** The task **
Go through the material below and copy all lines with "Returns".

** Records for the task **
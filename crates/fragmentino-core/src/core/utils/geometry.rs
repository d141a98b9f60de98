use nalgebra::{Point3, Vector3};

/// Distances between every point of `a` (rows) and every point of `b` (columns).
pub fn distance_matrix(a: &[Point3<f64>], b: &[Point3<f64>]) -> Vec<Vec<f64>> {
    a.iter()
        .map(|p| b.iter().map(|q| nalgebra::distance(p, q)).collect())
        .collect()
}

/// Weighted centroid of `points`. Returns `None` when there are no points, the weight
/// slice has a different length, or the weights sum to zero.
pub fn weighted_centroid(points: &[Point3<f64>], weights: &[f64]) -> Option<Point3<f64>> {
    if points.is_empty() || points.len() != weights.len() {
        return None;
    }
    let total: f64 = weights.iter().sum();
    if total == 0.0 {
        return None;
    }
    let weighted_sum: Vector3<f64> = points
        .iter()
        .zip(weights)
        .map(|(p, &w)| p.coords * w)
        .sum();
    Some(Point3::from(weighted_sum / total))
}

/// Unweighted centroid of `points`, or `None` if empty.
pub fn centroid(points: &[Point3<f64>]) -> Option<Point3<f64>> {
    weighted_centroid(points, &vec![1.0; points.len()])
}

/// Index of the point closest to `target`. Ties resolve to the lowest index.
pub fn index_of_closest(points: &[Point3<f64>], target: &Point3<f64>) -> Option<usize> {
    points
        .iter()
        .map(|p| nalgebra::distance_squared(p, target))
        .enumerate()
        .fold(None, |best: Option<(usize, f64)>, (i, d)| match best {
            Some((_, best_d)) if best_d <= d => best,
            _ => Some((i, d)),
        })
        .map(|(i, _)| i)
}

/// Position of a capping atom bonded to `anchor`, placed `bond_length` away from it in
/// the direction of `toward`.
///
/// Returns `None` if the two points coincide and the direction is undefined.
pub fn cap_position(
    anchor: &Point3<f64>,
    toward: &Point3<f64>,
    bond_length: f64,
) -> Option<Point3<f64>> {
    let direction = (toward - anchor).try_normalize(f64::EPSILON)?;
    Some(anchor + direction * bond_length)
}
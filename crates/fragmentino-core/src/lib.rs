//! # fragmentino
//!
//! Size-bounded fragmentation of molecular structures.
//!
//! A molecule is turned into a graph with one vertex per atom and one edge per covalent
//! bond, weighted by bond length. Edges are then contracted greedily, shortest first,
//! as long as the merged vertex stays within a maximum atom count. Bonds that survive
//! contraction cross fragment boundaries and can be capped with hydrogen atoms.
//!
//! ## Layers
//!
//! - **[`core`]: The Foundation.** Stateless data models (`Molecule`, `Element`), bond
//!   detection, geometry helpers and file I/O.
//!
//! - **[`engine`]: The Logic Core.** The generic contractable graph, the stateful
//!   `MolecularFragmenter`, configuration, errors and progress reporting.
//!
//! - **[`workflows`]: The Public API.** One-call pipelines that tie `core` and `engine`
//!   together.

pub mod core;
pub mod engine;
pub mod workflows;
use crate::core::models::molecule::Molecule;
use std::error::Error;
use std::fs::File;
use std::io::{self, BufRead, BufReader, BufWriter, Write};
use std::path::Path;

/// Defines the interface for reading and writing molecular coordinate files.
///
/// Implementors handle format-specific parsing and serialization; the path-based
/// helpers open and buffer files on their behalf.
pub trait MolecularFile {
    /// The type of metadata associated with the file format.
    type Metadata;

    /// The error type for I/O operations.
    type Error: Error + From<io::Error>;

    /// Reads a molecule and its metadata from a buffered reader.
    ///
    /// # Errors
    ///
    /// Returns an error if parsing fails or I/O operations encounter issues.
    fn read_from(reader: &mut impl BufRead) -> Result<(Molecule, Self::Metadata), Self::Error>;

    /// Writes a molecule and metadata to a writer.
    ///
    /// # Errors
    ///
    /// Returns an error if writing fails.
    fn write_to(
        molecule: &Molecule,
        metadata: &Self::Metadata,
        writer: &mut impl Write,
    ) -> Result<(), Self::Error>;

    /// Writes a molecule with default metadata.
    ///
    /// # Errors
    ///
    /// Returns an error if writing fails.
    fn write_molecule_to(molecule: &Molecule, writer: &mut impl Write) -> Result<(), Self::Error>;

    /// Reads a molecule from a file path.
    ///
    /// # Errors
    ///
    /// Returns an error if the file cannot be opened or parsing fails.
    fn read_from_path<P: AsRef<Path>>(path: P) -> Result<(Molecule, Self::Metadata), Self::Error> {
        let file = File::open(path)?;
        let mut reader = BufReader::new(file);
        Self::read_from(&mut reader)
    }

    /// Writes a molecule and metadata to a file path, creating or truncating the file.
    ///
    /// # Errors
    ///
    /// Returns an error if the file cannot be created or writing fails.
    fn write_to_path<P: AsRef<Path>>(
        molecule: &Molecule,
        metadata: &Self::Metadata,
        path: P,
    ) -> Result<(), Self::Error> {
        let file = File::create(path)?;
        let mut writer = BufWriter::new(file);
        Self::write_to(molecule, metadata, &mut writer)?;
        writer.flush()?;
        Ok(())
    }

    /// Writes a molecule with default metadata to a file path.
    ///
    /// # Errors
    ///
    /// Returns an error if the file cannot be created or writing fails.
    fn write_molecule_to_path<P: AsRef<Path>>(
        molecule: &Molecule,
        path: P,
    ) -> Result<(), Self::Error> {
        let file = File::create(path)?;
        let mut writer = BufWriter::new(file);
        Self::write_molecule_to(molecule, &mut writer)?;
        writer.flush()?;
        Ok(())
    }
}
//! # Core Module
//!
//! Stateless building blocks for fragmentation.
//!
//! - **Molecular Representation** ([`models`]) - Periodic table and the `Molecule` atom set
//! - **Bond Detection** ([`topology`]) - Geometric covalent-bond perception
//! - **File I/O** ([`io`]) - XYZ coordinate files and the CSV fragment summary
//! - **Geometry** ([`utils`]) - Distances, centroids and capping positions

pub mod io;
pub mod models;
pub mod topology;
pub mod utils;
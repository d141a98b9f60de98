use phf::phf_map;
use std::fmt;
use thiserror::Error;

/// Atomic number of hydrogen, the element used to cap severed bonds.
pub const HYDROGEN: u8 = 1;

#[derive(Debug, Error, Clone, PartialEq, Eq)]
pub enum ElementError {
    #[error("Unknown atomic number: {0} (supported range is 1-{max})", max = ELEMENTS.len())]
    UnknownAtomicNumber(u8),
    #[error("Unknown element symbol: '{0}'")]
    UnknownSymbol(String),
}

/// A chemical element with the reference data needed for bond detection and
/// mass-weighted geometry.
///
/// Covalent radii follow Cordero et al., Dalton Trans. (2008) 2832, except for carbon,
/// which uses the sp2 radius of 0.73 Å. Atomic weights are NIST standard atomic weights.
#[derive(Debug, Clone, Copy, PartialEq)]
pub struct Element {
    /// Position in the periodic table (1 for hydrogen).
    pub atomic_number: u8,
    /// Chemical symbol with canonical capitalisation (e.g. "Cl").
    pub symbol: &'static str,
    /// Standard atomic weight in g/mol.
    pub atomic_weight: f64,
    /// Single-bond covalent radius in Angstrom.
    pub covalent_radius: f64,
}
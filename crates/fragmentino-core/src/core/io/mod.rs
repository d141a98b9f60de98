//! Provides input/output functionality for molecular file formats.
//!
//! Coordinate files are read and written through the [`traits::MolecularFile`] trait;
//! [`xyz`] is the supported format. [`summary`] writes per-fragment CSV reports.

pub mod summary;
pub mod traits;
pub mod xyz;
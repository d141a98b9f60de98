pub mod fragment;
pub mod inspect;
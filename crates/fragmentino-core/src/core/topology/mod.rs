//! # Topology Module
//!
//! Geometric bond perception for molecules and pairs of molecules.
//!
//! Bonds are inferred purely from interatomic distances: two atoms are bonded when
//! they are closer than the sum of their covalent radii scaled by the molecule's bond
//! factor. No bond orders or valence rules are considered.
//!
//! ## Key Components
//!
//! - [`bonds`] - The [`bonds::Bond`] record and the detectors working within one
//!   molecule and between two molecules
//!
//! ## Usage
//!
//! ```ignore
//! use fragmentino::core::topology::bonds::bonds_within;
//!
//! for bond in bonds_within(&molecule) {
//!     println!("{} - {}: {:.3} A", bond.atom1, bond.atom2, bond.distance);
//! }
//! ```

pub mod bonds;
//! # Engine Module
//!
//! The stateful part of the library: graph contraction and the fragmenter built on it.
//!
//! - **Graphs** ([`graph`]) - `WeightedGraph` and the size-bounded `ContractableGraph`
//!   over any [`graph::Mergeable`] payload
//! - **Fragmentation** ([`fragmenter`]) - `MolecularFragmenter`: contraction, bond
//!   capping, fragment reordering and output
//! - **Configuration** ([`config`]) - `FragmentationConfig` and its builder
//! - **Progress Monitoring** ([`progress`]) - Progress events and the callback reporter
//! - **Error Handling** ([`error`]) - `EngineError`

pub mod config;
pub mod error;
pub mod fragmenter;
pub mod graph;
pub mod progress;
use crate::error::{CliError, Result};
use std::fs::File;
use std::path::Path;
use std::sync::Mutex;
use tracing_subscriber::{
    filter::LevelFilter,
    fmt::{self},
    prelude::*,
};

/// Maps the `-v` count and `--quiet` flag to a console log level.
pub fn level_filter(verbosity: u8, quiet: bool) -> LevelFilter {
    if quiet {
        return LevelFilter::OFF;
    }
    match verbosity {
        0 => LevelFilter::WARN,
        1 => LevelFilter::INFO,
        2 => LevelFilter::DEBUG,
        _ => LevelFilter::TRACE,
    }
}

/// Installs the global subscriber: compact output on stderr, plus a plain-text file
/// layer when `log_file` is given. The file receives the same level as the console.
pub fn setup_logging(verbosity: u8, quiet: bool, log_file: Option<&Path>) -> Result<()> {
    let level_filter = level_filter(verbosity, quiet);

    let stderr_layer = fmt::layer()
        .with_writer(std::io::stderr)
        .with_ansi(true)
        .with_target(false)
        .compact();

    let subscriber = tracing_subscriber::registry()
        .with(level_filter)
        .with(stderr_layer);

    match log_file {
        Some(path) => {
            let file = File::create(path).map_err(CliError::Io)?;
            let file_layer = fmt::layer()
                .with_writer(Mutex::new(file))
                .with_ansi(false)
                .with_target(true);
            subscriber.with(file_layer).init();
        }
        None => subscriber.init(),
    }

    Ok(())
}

** Your solution **
/// Weighted centroid of `points`. Returns `None` when there are no points, the weight
/// Returns `None` if the two points coincide and the direction is undefined.
    /// Returns an error if parsing fails or I/O operations encounter issues.
    /// Returns an error if writing fails.
    /// Returns an error if writing fails.
    /// Returns an error if the file cannot be opened or parsing fails.
    /// Returns an error if the file cannot be created or writing fails.
    /// Returns an error if the file cannot be created or writing fails.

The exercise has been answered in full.